Detailed fractographic analysis of the tailcone casting found that the fracture was the result of a high applied stress intensity, and identified no significant defects that would have resulted in fracture during normal operation. As such, the casting was most likely subjected to abnormal loading conditions around the time of the occurrence.
Aside from the tail rotor tip cap detachment, there was no evidence of an operational event or issue with the helicopter tail or tail rotor drive system that might have resulted in abnormal loading of the tail assembly. Consistent with Robinson service bulletin advice, in-flight detachment of the tip cap would have caused severe vibration. This would have been in the form of immediate, and relatively high frequency and high amplitude loading leading to rapid fracture of the low-ductility casting. That is, the tip cap detachment and resulting imbalance led to the empennage separation.
The failures occurred with the helicopter in a low hover. Nevertheless, the instructor’s quick and appropriate actions were effective in preventing a more serious outcome.
Tail rotor tip cap adhesive failure
The condition of the residual adhesive at the tail rotor tip cap was consistent with adhesive failure over approximately 85% of the original bonded area. With normal forces acting on it at the time of the occurrence, reduced bond effectiveness is the only reasonable explanation for the tip cap to separate in this case.
Given the nature of the failure and the presence of the fluid patches (likely water) in the bond of blade 5803 it is likely that this adhesive failure was associated with the presence of moisture. While both blades exhibited adhesive failure, there was a marked difference in the residual cohesive failure area, indicating a more rapid degradation in blade 5803. The tail rotor blades were installed as a set and, to the extent that could be determined, had experienced the same operational life and environmental conditions. This was consistent with the blades exhibiting a similar degree of erosion and pitting of the leading edge.
The leading-edge skin crack was almost certainly related to the significant erosion and pitting, and the condition of the crack showed that it existed prior to the tip cap separation. As such, it would have provided a moisture pathway to the adhesive bond, in addition to attack around the circumference of the bond line. This probably contributed to the differing extent of disbonding between the cracked blade and the opposing blade. However, it is noted that the reported tip cap separation involving an R44 had no evidence of blade skin cracking, showing that cracking was not necessarily a prerequisite for adhesive failure of the tip cap bond.

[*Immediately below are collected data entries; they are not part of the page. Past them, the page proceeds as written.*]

//! # Connection: one subscription to a signal.
//!
//! A [`Connection`] is a handle to a subscription record owned by exactly one
//! [`Signal`](crate::Signal). It carries an identity, a [`ConnectionKind`] and a
//! three-state lifecycle:
//!
//! ```text
//!            sleep()              destroy() / kill / first delivery (one-shot kinds)
//!   Awake ◄──────────► Asleep ───────────────────────────► Dead
//!     │      wake()                                         ▲
//!     └─────────────────────────────────────────────────────┘
//! ```
//!
//! ## Rules
//! - State is monotonic toward `Dead`; once dead, `wake`/`sleep` are no-ops.
//! - `destroy()` only marks the connection dead and drops its callback. Unlinking
//!   from the owning signal happens lazily on the next dispatch.
//! - One-shot kinds are *claimed* (atomically moved to `Dead`) by the dispatcher
//!   before their callback runs, so they fire at most once even under recursive
//!   or concurrent emits.

use std::fmt;
use std::sync::atomic::{AtomicU8, Ordering};
use std::sync::Arc;

use parking_lot::Mutex;
use tokio_util::sync::CancellationToken;

use crate::core::LinkControl;

const ASLEEP: u8 = 1;
const AWAKE: u8 = 2;
const DEAD: u8 = 3;

/// Lifecycle state of a connection.
#[derive(Debug, Clone, Copy, PartialEq, Eq, Hash)]
pub enum ConnectionState {
    /// Skipped at dispatch time but still linked.
    Asleep,
    /// Receives every dispatch.
    Awake,
    /// Terminal; the callback will never run again.
    Dead,
}

impl ConnectionState {
    fn from_raw(raw: u8) -> Self {
        match raw {
            ASLEEP => ConnectionState::Asleep,
            AWAKE => ConnectionState::Awake,
            _ => ConnectionState::Dead,
        }
    }
}

/// How a connection reacts to deliveries.
#[derive(Debug, Clone, Copy, PartialEq, Eq, Hash)]
pub enum ConnectionKind {
    /// Created by [`Signal::connect`](crate::Signal::connect); fires on every emit.
    Persistent,
    /// Created by [`Signal::once`](crate::Signal::once) or a waiter; fires once.
    OneShot,
    /// Created by [`Signal::expire`](crate::Signal::expire); races a deadline.
    Expiring,
}

impl ConnectionKind {
    /// Returns a short stable label (snake_case) for use in logs/metrics.
    pub fn as_label(&self) -> &'static str {
        match self {
            ConnectionKind::Persistent => "persistent",
            ConnectionKind::OneShot => "one_shot",
            ConnectionKind::Expiring => "expiring",
        }
    }

    /// True for kinds that die after their first delivery.
    pub fn is_single_use(&self) -> bool {
        !matches!(self, ConnectionKind::Persistent)
    }
}

pub(crate) type Every<A> = Arc<dyn Fn(&A) + Send + Sync>;
pub(crate) type Once<A> = Box<dyn FnOnce(&A) + Send>;

/// Callback owned by a connection.
pub(crate) enum Handler<A> {
    Every(Every<A>),
    Once(Once<A>),
}

/// What the dispatcher should do with a connection for one emit.
pub(crate) enum Step<A> {
    /// Dead: unlink it.
    Evict,
    /// Asleep: leave it alone.
    Skip,
    /// Persistent and awake: call the shared callback.
    Call(Every<A>),
    /// Claimed single-use connection: unlink, then run the callback.
    Claimed(Handler<A>),
}

struct Inner<A> {
    id: u64,
    kind: ConnectionKind,
    name: Arc<str>,
    state: AtomicU8,
    handler: Mutex<Option<Handler<A>>>,
    closed: CancellationToken,
}

/// Handle to a subscription. Cheap to clone; clones refer to the same record.
pub struct Connection<A> {
    inner: Arc<Inner<A>>,
}

impl<A> Clone for Connection<A> {
    fn clone(&self) -> Self {
        Self {
            inner: Arc::clone(&self.inner),
        }
    }
}

impl<A> Connection<A> {
    pub(crate) fn new(id: u64, kind: ConnectionKind, name: Arc<str>, handler: Handler<A>) -> Self {
        Self {
            inner: Arc::new(Inner {
                id,
                kind,
                name,
                state: AtomicU8::new(AWAKE),
                handler: Mutex::new(Some(handler)),
                closed: CancellationToken::new(),
            }),
        }
    }

    /// Process-unique identity, assigned at creation and never reused.
    pub fn id(&self) -> u64 {
        self.inner.id
    }

    /// Kind chosen by the subscribing operation.
    pub fn kind(&self) -> ConnectionKind {
        self.inner.kind
    }

    /// Display name (given, or generated as `"unnamed connection N"`).
    pub fn name(&self) -> &str {
        &self.inner.name
    }

    /// Current lifecycle state.
    pub fn state(&self) -> ConnectionState {
        ConnectionState::from_raw(self.inner.state.load(Ordering::Acquire))
    }

    /// True until the connection is dead.
    pub fn is_alive(&self) -> bool {
        self.state() != ConnectionState::Dead
    }

    /// Resumes delivery. No-op on a dead connection.
    pub fn wake(&self) {
        self.transition(AWAKE);
    }

    /// Pauses delivery without unlinking. No-op on a dead connection.
    pub fn sleep(&self) {
        self.transition(ASLEEP);
    }

    /// Marks the connection dead and drops its callback. Idempotent.
    ///
    /// A pending [`Waiter`](crate::Waiter) backed by this connection resumes with
    /// [`WaitError::Cancelled`](crate::WaitError::Cancelled).
    pub fn destroy(&self) {
        if self.inner.state.swap(DEAD, Ordering::AcqRel) == DEAD {
            return;
        }
        let handler = self.inner.handler.lock().take();
        drop(handler);
        self.inner.closed.cancel();
    }

    /// Resolves once the connection is dead.
    pub async fn closed(&self) {
        self.inner.closed.cancelled().await;
    }

    fn transition(&self, to: u8) {
        let _ = self
            .inner
            .state
            .fetch_update(Ordering::AcqRel, Ordering::Acquire, |s| {
                (s != DEAD).then_some(to)
            });
    }

    /// Decides how this connection takes part in one dispatch.
    ///
    /// Single-use kinds are moved to `Dead` by compare-and-swap here; only the
    /// winner receives the callback.
    pub(crate) fn step(&self) -> Step<A> {
        match self.inner.state.load(Ordering::Acquire) {
            DEAD => return Step::Evict,
            ASLEEP => return Step::Skip,
            _ => {}
        }

        if !self.inner.kind.is_single_use() {
            return match &*self.inner.handler.lock() {
                Some(Handler::Every(f)) => Step::Call(Arc::clone(f)),
                Some(Handler::Once(_)) | None => Step::Skip,
            };
        }

        match self
            .inner
            .state
            .compare_exchange(AWAKE, DEAD, Ordering::AcqRel, Ordering::Acquire)
        {
            Ok(_) => {
                let handler = self.inner.handler.lock().take();
                self.inner.closed.cancel();
                handler.map_or(Step::Evict, Step::Claimed)
            }
            Err(DEAD) => Step::Evict,
            Err(_) => Step::Skip,
        }
    }
}

impl<A> LinkControl for Connection<A> {
    fn id(&self) -> u64 {
        self.inner.id
    }

    fn name(&self) -> &str {
        &self.inner.name
    }

    fn disable(&self) {
        self.sleep();
    }

    fn enable(&self) {
        self.wake();
    }

    fn terminate(&self) {
        self.destroy();
    }

    fn is_live(&self) -> bool {
        self.is_alive()
    }
}

impl<A> PartialEq for Connection<A> {
    fn eq(&self, other: &Self) -> bool {
        self.inner.id == other.inner.id
    }
}

impl<A> Eq for Connection<A> {}

impl<A> fmt::Debug for Connection<A> {
    fn fmt(&self, f: &mut fmt::Formatter<'_>) -> fmt::Result {
        f.debug_struct("Connection")
            .field("id", &self.inner.id)
            .field("name", &self.inner.name)
            .field("kind", &self.inner.kind)
            .field(
                "state",
                &ConnectionState::from_raw(self.inner.state.load(Ordering::Acquire)),
            )
            .finish()
    }
}
//! Signals and their subscriptions.
//!
//! - [`signal`]: the [`Signal`] handle, dispatch, attachments, middleware, teardown;
//! - [`connection`]: the [`Connection`] handle and its lifecycle;
//! - [`expire`]: subscriptions racing a deadline;
//! - [`wait`]: awaiting the next emit.

mod connection;
mod expire;
#[allow(clippy::module_inception)]
mod signal;
mod wait;

pub use connection::{Connection, ConnectionKind, ConnectionState};
pub use expire::{ExpireOutcome, ExpireSpec};
pub use signal::{DispatchReport, Signal};
pub use wait::Waiter;

pub(crate) use signal::SignalInner;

The resistance of adhesive bonds to moisture attack relies primarily on appropriate preparation of the substrate. While there were no identified manufacturing anomalies, it was possible that there were small differences in the bonding preparation between the two blades. However, given the very low incidence of this type of occurrence, it is unlikely that the manufacturing process was problematic or that the life limit was inappropriate.
Maintenance inspections
Defence against detachment of the tail rotor tip cap involved visual inspections of external blade condition and tap testing of the bond area. The extent of adhesive failure at the detached blade tip indicated that a significant disbond likely existed at the time of the most recent maintenance inspection, 21 flight hours prior to the occurrence. However, there were no recorded defects or indications of disbond from tap testing that, per the R22 service letter SL-93, was for the purpose of verifying bond integrity.
Tap testing is perhaps the simplest and most inexpensive method for non-destructive inspection of adhesive bond integrity. However, the test has limitations. Tap testing relies on operator judgement in identifying differences in acoustic responses while consistently tapping along a bond area. To produce a change in pitch, there needs to be an underlying structural difference associated with the bond. Unbonded substrates maintaining good contact with the adhesive, or as in this case, bonds with extensive adhesive failure may not produce a clear acoustic difference.
The reason disbond indications were not detected by tap testing in this occurrence was not explored in detail, however the limited examples in this report highlight some of the variability and limitations of tap testing to accurately assess adhesive bond integrity:
- The maintainer of the occurrence blade indicated they had extensive experience in tap testing and had previously identified disbonds in other manufacturer’s rotor blades. This indicates a degree of success with the test method, but not necessarily with the subject blades.
- Tap testing of the opposite blade by Robinson, under ideal conditions during their blade inspection, identified some likely disbonds ‘mid-span’ (although Robinson did not attempt to determine the extent of the disbonds that were later found to be present around most of the tip circumference).
- The reporter of an R44 tip cap detachment occurrence stated that their tap testing during the most recent maintenance inspection did not produce indications of disbonding. They could not subsequently identify an acoustic difference between the blade with the detached tip (after refitment) and a new blade.
Visual examination of the external blade condition for damage and corrosion cannot provide a direct indication of adhesive bond integrity, but may provide an indication of potential underlying conditions that could lead to in-service failure. For example, the occurrence blades, the blade from the NTSB tail rotor failure investigation, and potentially the R44 occurrence mentioned above had indications of corrosion adjacent to the tip cap bond line. The visible bond line corrosion could extend to the adjacent bond or be indicative of exposure to conditions that increase the risk of adhesive failure.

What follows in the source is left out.